In light of this, we call on developers of PA recommendations to also include guidance on how to collect, process and analyse data. An example of this comes from Canada where specific surveillance guidance was provided to accompany the new 24-h PA guidelines for children and youth [20]. This should be considered a necessary step in the implementation of any recommendations. Our results show that even small room for interpretation or “researcher or analytical degrees of freedom” can lead to huge differences in prevalence estimates. This is likely to be particularly relevant in future should device-based measures be introduced, given the permutations in processing and analysis [21, 22]. The UK PA guidelines are being reviewed this year, and, for the first time, there is a specific sub-group to consider implementation and surveillance issues. This is a useful opportunity to make sure that the surveillance methods are able to implement the guidelines as intended.

These results are comparable to Scottish and Canadian studies that analysed accelerometry data using two analytical approaches: the DMM as defined in this study and a weekly total ≥ 420 min [23, 24]. The DMM produced estimates of 11% in Scotland and 2.9–6.2% in Canada across different survey years. The weekly total approach produced estimates of 68% and 28.8–41.0%, respectively. Taken together, they show that it is important not to conflate the issues of whether device-based surveillance of child PA should be introduced in Scotland with the issues of the high prevalence estimates. Whilst there may be many other relevant considerations for changing national surveillance of child PA to accelerometry, generating comparable prevalence figures to the other national surveys within the UK could be achieved through changes to the questionnaire and/or analysis method.

The strengths of this study are that it is the first to attempt to directly address the issue of why the prevalence figures are so different between Scotland and England. Through the research questions posed and the study design chosen, we were able to isolate the issue of the recommendation interpretation from other persisting concerns around the validity and reliability properties of the measurement instruments and the different age ranges used in the national prevalence estimates. Also, the large effect size increases confidence in the conclusions. Early findings of this work were shared with the Scottish Government and those running the SHeS, and have been part of considerations around changes to the measurement instrument. They will continue to do so as the UK PA guidelines are re-evaluated for publication in 2019. The findings have also relevance for a wider audience: Jurakic and Pedišić (2012) [25] showed that differences in recommendation interpretation occur beyond the U.K.

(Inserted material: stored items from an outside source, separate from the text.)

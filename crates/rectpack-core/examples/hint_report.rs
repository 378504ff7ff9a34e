use rand::{Rng, SeedableRng};
use rectpack_core::prelude::*;
use std::time::Instant;

fn run(label: &str, sizes: &[(u32, u32)]) {
    println!("== {} ({} rects)", label, sizes.len());
    for placement in [Placement::Guillotine, Placement::Skyline] {
        for hint in PackingHint::ALL {
            let cfg = PackerConfig::builder()
                .hints(hint.into())
                .placement(placement)
                .build();
            let t0 = Instant::now();
            let out = pack_sizes(sizes, &cfg).expect("pack");
            let dt = t0.elapsed();
            println!(
                "{:<10?} {:<24} {:>5}x{:<5} occ={:>6.2}% time={:?}",
                placement,
                hint.name(),
                out.width,
                out.height,
                out.stats().occupancy * 100.0,
                dt
            );
        }
    }
}

fn main() {
    let mut rng = rand::rngs::StdRng::seed_from_u64(123);
    let squarish: Vec<(u32, u32)> = (0..300)
        .map(|_| {
            let s = rng.gen_range(8..=48);
            (s, s + rng.gen_range(0..=8))
        })
        .collect();
    let thin: Vec<(u32, u32)> = (0..300)
        .map(|_| {
            if rng.gen_bool(0.5) {
                (rng.gen_range(64..=256), rng.gen_range(1..=6))
            } else {
                (rng.gen_range(1..=6), rng.gen_range(64..=256))
            }
        })
        .collect();
    run("squarish", &squarish);
    run("thin", &thin);
}
use thiserror::Error;

#[derive(Debug, Error, PartialEq, Eq)]
pub enum RectPackError {
    #[error("Invalid input: rectangle #{index} (id {id}) has size {width}x{height}")]
    InvalidInput {
        index: usize,
        id: usize,
        width: u32,
        height: u32,
    },
    #[error("Unsupported packing hint bits: {0:#x}")]
    UnsupportedHint(u32),
    #[error("Invalid config: {0}")]
    InvalidConfig(String),
    #[error("Out of space: placed {placed} of {total} rectangles within the size limits")]
    OutOfSpace { placed: usize, total: usize },
}

pub type Result<T> = std::result::Result<T, RectPackError>;
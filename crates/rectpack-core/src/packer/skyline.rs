use super::{Grow, Packer};
use crate::model::Rect;

#[derive(Clone, Copy, Debug, PartialEq, Eq)]
struct SkylineNode {
    x: u32,
    y: u32,
    w: u32,
}

impl SkylineNode {
    /// Exclusive right edge.
    #[inline]
    fn end(&self) -> u32 {
        self.x + self.w
    }
}

/// Growing bottom-left skyline packer.
///
/// Segments cover `[0, width)` left to right without gaps; `y` is the first free row
/// above each segment.
pub struct SkylinePacker {
    width: u32,
    height: u32,
    skylines: Vec<SkylineNode>,
}

impl SkylinePacker {
    pub fn new(width: u32, height: u32) -> Self {
        Self {
            width,
            height,
            skylines: vec![SkylineNode { x: 0, y: 0, w: width }],
        }
    }

    fn can_put(&self, mut i: usize, w: u32, h: u32) -> Option<Rect> {
        let x = self.skylines[i].x;
        if x as u64 + w as u64 > self.width as u64 {
            return None;
        }
        let mut rect = Rect::new(x, 0, w, h);
        let mut width_left = w;
        loop {
            rect.y = rect.y.max(self.skylines[i].y);
            if rect.y as u64 + h as u64 > self.height as u64 {
                return None;
            }
            if self.skylines[i].w >= width_left {
                return Some(rect);
            }
            width_left -= self.skylines[i].w;
            i += 1;
            if i >= self.skylines.len() {
                return None;
            }
        }
    }

    fn find_bottom_left(&self, w: u32, h: u32) -> Option<(usize, Rect)> {
        let mut best: Option<(usize, Rect)> = None;
        let mut best_bottom = u64::MAX;
        let mut best_width = u32::MAX;
        for i in 0..self.skylines.len() {
            if let Some(r) = self.can_put(i, w, h) {
                let bottom = r.y as u64 + r.h as u64;
                if bottom < best_bottom
                    || (bottom == best_bottom && self.skylines[i].w < best_width)
                {
                    best_bottom = bottom;
                    best_width = self.skylines[i].w;
                    best = Some((i, r));
                }
            }
        }
        best
    }

    fn split(&mut self, index: usize, rect: &Rect) {
        let node = SkylineNode {
            x: rect.x,
            y: rect.y + rect.h,
            w: rect.w,
        };
        self.skylines.insert(index, node);

        let i = index + 1;
        while i < self.skylines.len() {
            if self.skylines[i].x < node.end() {
                let shrink = node.end() - self.skylines[i].x;
                if self.skylines[i].w <= shrink {
                    self.skylines.remove(i);
                } else {
                    self.skylines[i].x += shrink;
                    self.skylines[i].w -= shrink;
                    break;
                }
            } else {
                break;
            }
        }
    }

    fn merge(&mut self) {
        let mut i = 1;
        while i < self.skylines.len() {
            if self.skylines[i - 1].y == self.skylines[i].y {
                let w = self.skylines[i].w;
                self.skylines[i - 1].w += w;
                self.skylines.remove(i);
            } else {
                i += 1;
            }
        }
    }
}

impl Packer for SkylinePacker {
    fn size(&self) -> (u32, u32) {
        (self.width, self.height)
    }

    fn insert(&mut self, w: u32, h: u32) -> Option<Rect> {
        let (i, place) = self.find_bottom_left(w, h)?;
        self.split(i, &place);
        self.merge();
        Some(place)
    }

    fn grow(&mut self, direction: Grow, amount: u32) {
        match direction {
            Grow::Width => {
                self.skylines.push(SkylineNode {
                    x: self.width,
                    y: 0,
                    w: amount,
                });
                self.width += amount;
                self.merge();
            }
            Grow::Height => self.height += amount,
        }
    }
}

The main limitation of this study was that we were unable to eliminate all differences between the questionnaires, which may have affected the comparisons between the HSE and SHeS WAM estimates. It is also possible that the requirement of the HSE to report activity on specific days made it somewhat like a diary, leading respondents to answer in a different manner to those in the SHeS sample. It has been argued that diaries improve recall and reduce the potential for social desirability bias compared to general questionnaires, as stronger associations with estimates derived from doubly labelled water have been demonstrated [26]. We also chose to focus entirely on the issue of analytical approach and so have not quantified the effect of other differing factors in the published national prevalence figures such as differing age ranges. We were also not able to account for the stratified and clustered sampling procedures when calculating the 95% CIs because of the small number of primary sampling units in some HSE strata. Therefore, the true variance on the estimates may be fractionally larger than those presented.

Conclusions

In conclusion, this study has demonstrated that it is the difference in analysis method that explains the majority of the difference in the child PA prevalence estimates between Scotland and England. These results will help those involved in national surveillance determine how to increase comparability between the U.K. home nations.